`doubleKnockInternal()` propagates transport-level `TypeError` from `fetch()` without wrapping or retry

[dahlia]

Summary

The fetch() call inside doubleKnockInternal (packages/fedify/src/sig/http.ts:1650) is unguarded, so any transport-level failure—TLS teardown errors, ECONNRESET, DNS hiccups—propagates out as a raw TypeError. It escapes doubleKnock, the authenticated document loader, key-owner fetching, and signature verification without ever being wrapped in FetchError or retried, even though the double-knock fallback exists precisely to handle flaky federation peers.

Reproduction in the wild

Hackers' Pub (Fedify 2.1.5 on Deno 2.7.4) sees this regularly from older Hubzilla/Friendica peers whose TLS stack closes connections without close_notify. Sample event:

TypeError: error sending request from 192.168.107.2:49112 for https://im.allmendenetz.de/channel/chris (178.18.246.19:443):
client error (SendRequest): connection error: peer closed connection without sending TLS close_notify:
https://docs.rs/rustls/latest/rustls/manual/_03_howto/index.html#unexpected-eof

    at fetch (ext:deno_fetch/26_fetch.js:475:11)
    at doubleKnockInternal (packages/fedify/src/sig/http.ts:1650:18)
    at doubleKnock (packages/fedify/src/sig/http.ts:1618:10)
    at load (packages/fedify/src/utils/docloader.ts:84:22)
    at CryptographicKey.#fetchOwner
    at CryptographicKey.getOwner
    at getKeyOwner (packages/fedify/src/sig/owner.ts:181:13)
    at RequestContextImpl.getSignedKeyOwner (packages/fedify/src/federation/middleware.ts:2758:37)

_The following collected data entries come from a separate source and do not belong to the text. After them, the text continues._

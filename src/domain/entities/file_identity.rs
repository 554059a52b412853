//! Catalog file identity.

use std::path::{Component, Path, PathBuf};

/// Identifies a file in the catalog.
///
/// The identity is the normalized path the catalog knows the file by. It is
/// hashable and totally ordered, and it is the key for the thumbnail cache.
/// For most requests it is also the file that gets decoded; video requests
/// decode a snapshot file instead (see [`super::RequestKind::VideoRescale`]).
#[derive(Debug, Clone, PartialEq, Eq, Hash, PartialOrd, Ord)]
pub struct FileIdentity(String);

impl FileIdentity {
    /// Creates an identity from a path, normalizing `.` and `..` components.
    #[must_use]
    pub fn new(path: impl AsRef<Path>) -> Self {
        Self(normalize(path.as_ref()).to_string_lossy().into_owned())
    }

    /// Creates an identity only if the normalized path is valid UTF-8.
    ///
    /// [`Self::new`] replaces invalid sequences, which leaves an identity
    /// that no longer names the file on disk.
    #[must_use]
    pub fn try_new(path: impl AsRef<Path>) -> Option<Self> {
        normalize(path.as_ref()).into_os_string().into_string().ok().map(Self)
    }

    /// Returns the identity as a string slice.
    #[must_use]
    pub fn as_str(&self) -> &str {
        &self.0
    }

    /// Returns the identity as a filesystem path.
    #[must_use]
    pub fn as_path(&self) -> &Path {
        Path::new(&self.0)
    }

    /// Returns the `file://` URI used for content-addressed thumbnail keys.
    #[must_use]
    pub fn uri(&self) -> String {
        uri_for_path(self.as_path())
    }

    /// Returns the lowercase file extension, if any.
    #[must_use]
    pub fn extension(&self) -> Option<String> {
        extension_of(self.as_path())
    }
}

impl std::fmt::Display for FileIdentity {
    fn fmt(&self, f: &mut std::fmt::Formatter<'_>) -> std::fmt::Result {
        write!(f, "{}", self.0)
    }
}

impl From<&str> for FileIdentity {
    fn from(s: &str) -> Self {
        Self::new(s)
    }
}

impl From<PathBuf> for FileIdentity {
    fn from(p: PathBuf) -> Self {
        Self::new(p)
    }
}

/// Returns the `file://` URI for a path after normalization.
#[must_use]
pub fn uri_for_path(path: &Path) -> String {
    let absolute = if path.is_absolute() {
        normalize(path)
    } else {
        std::env::current_dir()
            .map(|cwd| normalize(&cwd.join(path)))
            .unwrap_or_else(|_| normalize(path))
    };
    format!("file://{}", absolute.to_string_lossy())
}

/// Returns the lowercase extension of a path, if any.
#[must_use]
pub fn extension_of(path: &Path) -> Option<String> {
    path.extension()
        .and_then(|ext| ext.to_str())
        .map(str::to_ascii_lowercase)
}

fn normalize(path: &Path) -> PathBuf {
    let mut out = PathBuf::new();
    for component in path.components() {
        match component {
            Component::CurDir => {}
            Component::ParentDir => {
                if !out.pop() {
                    out.push("..");
                }
            }
            other => out.push(other.as_os_str()),
        }
    }
    out
}

#[cfg(test)]
mod tests {
    use super::*;

    #[test]
    fn test_normalizes_dot_components() {
        let id = FileIdentity::new("/photos/./2020/../2021/img.jpg");
        assert_eq!(id.as_str(), "/photos/2021/img.jpg");
    }

    #[test]
    fn test_equal_after_normalization() {
        assert_eq!(
            FileIdentity::new("/a/b/../c.png"),
            FileIdentity::new("/a/c.png")
        );
    }

    #[test]
    fn test_extension_is_lowercase() {
        let id = FileIdentity::new("/photos/IMG_0001.CR2");
        assert_eq!(id.extension().as_deref(), Some("cr2"));
    }

    #[test]
    fn test_uri_for_absolute_path() {
        let id = FileIdentity::new("/photos/img.jpg");
        assert_eq!(id.uri(), "file:///photos/img.jpg");
    }

    #[test]
    fn test_try_new_accepts_utf8_paths() {
        assert_eq!(
            FileIdentity::try_new("/photos/./été.jpg"),
            Some(FileIdentity::new("/photos/été.jpg"))
        );
    }

    #[cfg(unix)]
    #[test]
    fn test_try_new_rejects_non_utf8_paths() {
        use std::ffi::OsStr;
        use std::os::unix::ffi::OsStrExt;

        let path = Path::new(OsStr::from_bytes(b"/photos/\xff.jpg"));
        assert!(FileIdentity::try_new(path).is_none());
    }

    #[test]
    fn test_ordering_is_lexicographic() {
        assert!(FileIdentity::new("/a.jpg") < FileIdentity::new("/b.jpg"));
    }
}
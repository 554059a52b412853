//! Persistent thumbnail store backed by append-only blob files.
//!
//! Encoded thumbnails are appended to `thumb-<n>` files in the cache
//! directory. The `thumbnailindex` file maps each file identity to the blob
//! file, offset and length holding its bytes. The index is kept in memory as a
//! persisted part plus an unsaved delta so most saves only append records.
//!
//! Index layout (little-endian):
//!
//! ```text
//! magic "THMBIDX\0" | version u32 | thumbnail_size u32 | current_file u32
//! | current_offset u64 | record_count u32
//! record: key_len u32 | key bytes | file u32 | offset u64 | length u32
//! ```
//!
//! Version 1 files lack the `thumbnail_size` field. Later records override
//! earlier ones with the same key.

use std::collections::HashMap;
use std::fs::{File, OpenOptions};
use std::io::{BufWriter, Read, Seek, SeekFrom, Write};
use std::ops::{Deref, Range};
use std::path::{Path, PathBuf};
use std::sync::{Arc, Weak};
use std::thread::JoinHandle;
use std::time::{Duration, Instant};

use image::DynamicImage;
use image::codecs::jpeg::JpegEncoder;
use memmap2::Mmap;
use parking_lot::{Condvar, Mutex, RwLock};
use tempfile::NamedTempFile;
use tracing::{debug, error, info, trace, warn};

use crate::domain::entities::FileIdentity;
use crate::domain::errors::{CacheError, CacheResult};
use crate::domain::ports::ThumbnailPresence;

use super::memory_cache::{CacheStats, MemoryImageCache};
use super::transform;

const MAGIC: &[u8; 8] = b"THMBIDX\0";
const VERSION: u32 = 2;
const COMPATIBLE_VERSION: u32 = 1;
const HEADER_SIZE: usize = 32;
const V1_HEADER_SIZE: usize = 28;
const INDEX_FILE: &str = "thumbnailindex";
const BLOB_PREFIX: &str = "thumb-";

/// Tunables of a [`ThumbnailCache`].
#[derive(Debug, Clone)]
pub struct CacheOptions {
    /// Directory holding the index and blob files.
    pub directory: PathBuf,
    /// Longest edge of stored thumbnails. A change discards the cache.
    pub thumbnail_size: u32,
    /// Size at which a new blob file is started.
    pub max_blob_size: u64,
    /// Unsaved entries that trigger an immediate save.
    pub save_threshold: usize,
    /// Quiet period after a mutation before a background save.
    pub save_debounce: Duration,
    /// JPEG quality of stored thumbnails.
    pub jpeg_quality: u8,
    /// Decoded thumbnails kept in memory by [`ThumbnailCache::lookup_image`].
    pub memory_entries: usize,
}

impl CacheOptions {
    /// Creates options with default tunables for `directory`.
    #[must_use]
    pub fn new(directory: PathBuf) -> Self {
        Self {
            directory,
            thumbnail_size: 256,
            max_blob_size: 32 * 1024 * 1024,
            save_threshold: 100,
            save_debounce: Duration::from_secs(1),
            jpeg_quality: 85,
            memory_entries: super::memory_cache::DEFAULT_CACHE_SIZE,
        }
    }
}

/// Why a cache started cold although an index file was present.
#[derive(Debug, Clone, Copy, PartialEq, Eq)]
pub enum InvalidationReason {
    /// The index was written by an unknown format version.
    VersionMismatch,
    /// The index was written for another thumbnail size.
    SizeChanged,
    /// The index could not be parsed.
    Corrupt,
}
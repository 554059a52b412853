//! In-memory LRU of decoded thumbnails.

use std::num::NonZeroUsize;
use std::sync::Arc;
use std::sync::atomic::{AtomicU64, Ordering};

use lru::LruCache;
use parking_lot::Mutex;
use tracing::trace;

use crate::domain::entities::FileIdentity;

/// Default number of decoded thumbnails kept in memory.
pub const DEFAULT_CACHE_SIZE: usize = 256;

/// LRU cache of decoded thumbnails in front of the blob store.
pub struct MemoryImageCache {
    cache: Mutex<LruCache<FileIdentity, Arc<image::DynamicImage>>>,
    hits: AtomicU64,
    misses: AtomicU64,
}

impl MemoryImageCache {
    /// Creates a new cache with the specified capacity.
    #[must_use]
    pub fn new(capacity: usize) -> Self {
        let cap = NonZeroUsize::new(capacity).unwrap_or(NonZeroUsize::MIN);
        Self {
            cache: Mutex::new(LruCache::new(cap)),
            hits: AtomicU64::new(0),
            misses: AtomicU64::new(0),
        }
    }

    /// Returns the image for `id`, promoting it.
    pub fn get(&self, id: &FileIdentity) -> Option<Arc<image::DynamicImage>> {
        let found = self.cache.lock().get(id).cloned();
        if found.is_some() {
            self.hits.fetch_add(1, Ordering::Relaxed);
            trace!(file = %id, "Memory cache hit");
        } else {
            self.misses.fetch_add(1, Ordering::Relaxed);
        }
        found
    }

    /// Stores an image.
    pub fn put(&self, id: FileIdentity, image: Arc<image::DynamicImage>) {
        self.cache.lock().put(id, image);
    }

    /// Removes an image.
    pub fn evict(&self, id: &FileIdentity) {
        self.cache.lock().pop(id);
    }

    /// Drops every image.
    pub fn clear(&self) {
        self.cache.lock().clear();
    }

    /// Returns the number of cached images.
    #[must_use]
    pub fn len(&self) -> usize {
        self.cache.lock().len()
    }

    /// Returns true if nothing is cached.
    #[must_use]
    pub fn is_empty(&self) -> bool {
        self.len() == 0
    }

    /// Returns cache statistics.
    #[must_use]
    #[allow(clippy::cast_precision_loss)]
    pub fn stats(&self) -> CacheStats {
        let hits = self.hits.load(Ordering::Relaxed);
        let misses = self.misses.load(Ordering::Relaxed);
        let total = hits + misses;
        let hit_rate = if total > 0 {
            (hits as f64 / total as f64) * 100.0
        } else {
            0.0
        };
        CacheStats {
            hits,
            misses,
            hit_rate,
            size: self.len(),
        }
    }
}

impl Default for MemoryImageCache {
    fn default() -> Self {
        Self::new(DEFAULT_CACHE_SIZE)
    }
}

/// Statistics about memory cache performance.
#[derive(Debug, Clone)]
pub struct CacheStats {
    /// Number of cache hits.
    pub hits: u64,
    /// Number of cache misses.
    pub misses: u64,
    /// Hit rate as a percentage.
    pub hit_rate: f64,
    /// Current number of cached images.
    pub size: usize,
}

impl std::fmt::Display for CacheStats {
    fn fmt(&self, f: &mut std::fmt::Formatter<'_>) -> std::fmt::Result {
        write!(
            f,
            "{} decoded, {:.1}% hit rate ({} hits, {} misses)",
            self.size, self.hit_rate, self.hits, self.misses
        )
    }
}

Breadcrumbs make it clear the failure is transient:

13:53:23  GET https://im.allmendenetz.de/channel/chris → 200
13:58:11  GET https://im.allmendenetz.de/channel/chris → TypeError (TLS close_notify)

Same URL, same signer, same actor; Deno's rustls-backed HTTP client is just strict about the unexpected-EOF case that older ActivityPub servers routinely produce.

Why the current code path leaks this

fedify/packages/fedify/src/sig/http.ts

Lines 1650 to 1656 in 74d18f0

	let response = await fetch(signedRequest, {
	// Since Bun has a bug that ignores the `Request.redirect` option,
	// to work around it we specify `redirect: "manual"` here too:
	// https://github.com/oven-sh/bun/issues/10754
	redirect: "manual",
	signal,
	});

No try/catch. The existing double-knock fallback only triggers on response-level failure (status 400/401/≥401), so transport-level errors bypass it entirely. The two recursive call sites (L1676, L1817) have the same shape. Downstream callers therefore receive an untyped TypeError instead of FetchError, which means:

• They can't distinguish “the network blew up” from “the peer answered but rejected our signature.”
• They can't safely degrade (e.g., treat the request as unverified, or skip the actor) without string-matching error messages.
• A single TLS hiccup fails signature verification for the whole inbound request, even though a retry a few hundred milliseconds later would almost certainly succeed.

Proposed fix

1. Wrap each fetch() in doubleKnockInternal so transport-level errors are rethrown as FetchError (preserving the original via Error.cause). This gives getDocumentLoader, getKeyOwner, and the middleware's signed-key-owner path a typed error to react to.

2. Add a small bounded retry inside doubleKnockInternal for transport-level errors on idempotent requests (GET/HEAD)—single retry with short backoff is enough to absorb the close_notify/ECONNRESET class of flakes that dominate this report. Non-idempotent requests (signed POST to an inbox) should not be retried here; the queue handles those.## Environment

Environment

• @fedify/fedify 2.1.5
• Deno 2.7.4 (Linux aarch64)
• Reproduced against im.allmendenetz.de (Hubzilla)